Dorsey Live-Tweets #Ferguson Protests; Is the U.S. Ready for EMV?

Receiving Wide Coverage ...

Dorsey Heads to #Ferguson: Twitter co-founder and Square CEO Jack Dorsey joined protestors in Ferguson, Mo., over the weekend as they demonstrated against the police shooting of unarmed African-American teenager Michael Brown. Dorsey, a St. Louis native, documented the protests in tweets, retweets, photos and Vine videos on Saturday and Sunday. Although some of Dorsey's retweets reported fighting and tear gas in parts of Ferguson, his own posts captured peaceful marches, including a snapshot of protestors carrying roses in honor of Brown and of Dorsey's parents meeting St. Louis alderman Antonio French. Dorsey also praised Capt. Ronald Johnson of the Missouri State Highway Patrol as an "amazing and disarming leader." Dorsey's page Tuesday morning remained dominated by Ferguson news, though his current whereabouts were unclear.
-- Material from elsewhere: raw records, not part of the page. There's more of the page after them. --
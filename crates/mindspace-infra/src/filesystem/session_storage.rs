//! File-backed key/value storage.
//!
//! All keys live in one small JSON object. Writes go to a temporary sibling
//! file that is renamed over the original, so a crash never leaves a
//! half-written file behind.

use std::collections::BTreeMap;
use std::io::ErrorKind;
use std::path::{Path, PathBuf};
use std::sync::Mutex;

use mindspace_core::repository::storage::SessionStorage;
use mindspace_types::error::StorageError;

pub struct FileSessionStorage {
    path: PathBuf,
    write_lock: Mutex<()>,
}

impl FileSessionStorage {
    pub fn new(path: impl Into<PathBuf>) -> Self {
        Self {
            path: path.into(),
            write_lock: Mutex::new(()),
        }
    }

    pub fn path(&self) -> &Path {
        &self.path
    }

    fn read_all(&self) -> Result<BTreeMap<String, String>, StorageError> {
        let content = match std::fs::read_to_string(&self.path) {
            Ok(content) => content,
            Err(e) if e.kind() == ErrorKind::NotFound => return Ok(BTreeMap::new()),
            Err(e) => return Err(StorageError::Io(e.to_string())),
        };
        if content.trim().is_empty() {
            return Ok(BTreeMap::new());
        }
        serde_json::from_str(&content).map_err(|e| StorageError::Corrupt(e.to_string()))
    }

    fn write_all(&self, values: &BTreeMap<String, String>) -> Result<(), StorageError> {
        if let Some(parent) = self.path.parent() {
            std::fs::create_dir_all(parent).map_err(|e| StorageError::Io(e.to_string()))?;
        }
        let json = serde_json::to_string_pretty(values)
            .map_err(|e| StorageError::Corrupt(e.to_string()))?;
        let tmp = self.path.with_extension("json.tmp");
        std::fs::write(&tmp, json).map_err(|e| StorageError::Io(e.to_string()))?;
        std::fs::rename(&tmp, &self.path).map_err(|e| StorageError::Io(e.to_string()))
    }
}

impl SessionStorage for FileSessionStorage {
    fn get(&self, key: &str) -> Result<Option<String>, StorageError> {
        Ok(self.read_all()?.remove(key))
    }

    fn set(&self, key: &str, value: &str) -> Result<(), StorageError> {
        let _guard = self.write_lock.lock().unwrap_or_else(|e| e.into_inner());
        // A corrupt file is replaced rather than blocking every future write.
        let mut values = self.read_all().unwrap_or_else(|e| {
            tracing::warn!(path = %self.path.display(), error = %e, "Discarding unreadable storage file");
            BTreeMap::new()
        });
        values.insert(key.to_string(), value.to_string());
        self.write_all(&values)
    }

    fn remove(&self, key: &str) -> Result<(), StorageError> {
        let _guard = self.write_lock.lock().unwrap_or_else(|e| e.into_inner());
        let mut values = self.read_all()?;
        if values.remove(key).is_some() {
            self.write_all(&values)?;
        }
        Ok(())
    }
}

#[cfg(test)]
mod tests {
    use super::*;
    use mindspace_core::auth::session::{SESSION_KEY, SessionStore};
    use mindspace_types::identity::{Identity, UserId};
    use tempfile::tempdir;

    #[test]
    fn test_missing_file_reads_as_empty() {
        let dir = tempdir().unwrap();
        let storage = FileSessionStorage::new(dir.path().join("storage.json"));
        assert_eq!(storage.get("userId").unwrap(), None);
    }

    #[test]
    fn test_set_get_remove() {
        let dir = tempdir().unwrap();
        let storage = FileSessionStorage::new(dir.path().join("nested").join("storage.json"));

        storage.set("userId", "1093").unwrap();
        storage.set("theme", "dark").unwrap();
        assert_eq!(storage.get("userId").unwrap().as_deref(), Some("1093"));

        storage.remove("userId").unwrap();
        assert_eq!(storage.get("userId").unwrap(), None);
        assert_eq!(storage.get("theme").unwrap().as_deref(), Some("dark"));
    }

    #[test]
    fn test_values_survive_new_instance() {
        let dir = tempdir().unwrap();
        let path = dir.path().join("storage.json");
        FileSessionStorage::new(&path).set("userId", "7").unwrap();

        let reopened = FileSessionStorage::new(&path);
        assert_eq!(reopened.get("userId").unwrap().as_deref(), Some("7"));
    }

    #[test]
    fn test_corrupt_file_reports_error_and_is_replaced_on_write() {
        let dir = tempdir().unwrap();
        let path = dir.path().join("storage.json");
        std::fs::write(&path, "{not json").unwrap();
        let storage = FileSessionStorage::new(&path);

        assert!(matches!(storage.get("userId"), Err(StorageError::Corrupt(_))));

        storage.set("userId", "1").unwrap();
        assert_eq!(storage.get("userId").unwrap().as_deref(), Some("1"));
    }

    #[test]
    fn test_session_store_roundtrip_across_restarts() {
        let dir = tempdir().unwrap();
        let path = dir.path().join("storage.json");

        let mut store = SessionStore::new(FileSessionStorage::new(&path));
        store.login(Identity {
            id: UserId::new("1093"),
            name: "Ada".to_string(),
            email: "ada@example.com".to_string(),
            picture_url: String::new(),
        });

        let mut restarted = SessionStore::new(FileSessionStorage::new(&path));
        restarted.restore();
        assert_eq!(restarted.current().unwrap().user_id().as_str(), "1093");

        restarted.logout();
        assert_eq!(FileSessionStorage::new(&path).get(SESSION_KEY).unwrap(), None);
    }
}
PwC Settlement Official: Pricewaterhouse Coopers struck an official agreement Monday to pay $25 million to settle charges that the company toned down its findings on a Japanese bank's compliance with U.S. sanctions. The New York Department of Financial Services "alleged that PwC, under pressure from the bank's executives, had watered down a 2008 report sent to regulators about wire transfers that Bank of Tokyo-Mitsubishi had performed on behalf of Iran and other countries subject to U.S. economic sanctions," according to the Wall Street Journal. PwC also faces a two-year ban on doing some kinds of consulting work with New York-regulated banks and agreed to take steps to address the conflict of interest inherent in reporting on banks that pay them. The New York Times first reported news of the settlement Sunday. Wall Street Journal, New York Times

Wall Street Journal

Americans may need some time to adjust to the arrival of chip-and-pin debit and credit cards, if an article in the Journal is any indication. One woman testing out a device equipped for EMV technology was nervous about leaving her card in the machine rather than swiping it, a concern echoed by some of the article's commenters. The article also suggests that credit card users may initially be taken aback by the newly added requirement of personal identification numbers.

The Federal Reserve may raise interest rates as early as the spring of 2015, but savings-account interest rates and 10-year bond yields won't receive much of a bump, according to the paper. "Blame it on the persistent sources of fragility in the global economy: banks that remain reluctant to lend to Main Street, a looming debt crisis in China and the alarming prospect that deflation will come to Europe's shores and return to Japan's."

Financial Times

Former Rabobank trader Paul Robson pleaded guilty to conspiring to rig benchmark interest rates Monday. Robson "is the second person to admit guilt in the probe that made an international splash in 2012 when criminal charges were announced against Barclays," the FT reports.

Standard Chartered may face a $300 million tab in its expected anti-money laundering settlement with the New York Department of Financial Services, according to anonymice.

Londoners should be worried about the possibility that American banks will move their European headquarters to Dublin if the United Kingdom parts ways with the European Union, according to FT banking editor Martin Arnold. "Given the importance of financial services to the U.K. economy, this is a race that the city of London can ill-afford to lose," he writes.

"Deutsche Bank has hired two technology executives as part of an effort to deal with more scrutiny from regulators, including over control failings identified by the Federal Reserve Bank of New York," the paper reports. The German bank brought on Richard Shannon, formerly of Goldman Sachs, as Americas chief technology officer and named Scott Marcar of Royal Bank of Scotland as head of information technology infrastructure.

New York Times

A profile of Manhattan federal prosecutor Preet Bharara highlights his conflict with New York Gov. Andrew Cuomo over the governor's decision to shut down an anticorruption commission. "Bharara has taken the cases the commission was forced to abandon," the Times reports. The article also notes that Bharara, who was involved in the recent Credit Suisse and BNP Paribas settlements, maintains a generally high public profile. He even attended a Vanity Fair Oscar party in March.

Bitcoin's price has been dropping in recent weeks, but traders are taking it in stride. "This is just how Bitcoin trades, for better or worse," Barry Silbert, who oversees a Bitcoin investment fund, told the paper. "This is normal — par for the course."

"Can we at least all agree that someone is getting away with something?" asks Teresa Tritch, referring to the fact that neither Lehman Brothers nor Lehman's auditor Ernst & Young are being held legally accountable for cooking the financial firm's books. "It's hard to escape the impression that liability and guilt for the financial crisis have gone undetected and unpunished," she writes.

Elsewhere ...

Slate: Postal banking was a success in the U.S. during the first half of the twentieth century, law professor Mehrsa Baradaran writes in Slate, and its return would be a boon for low-income Americans.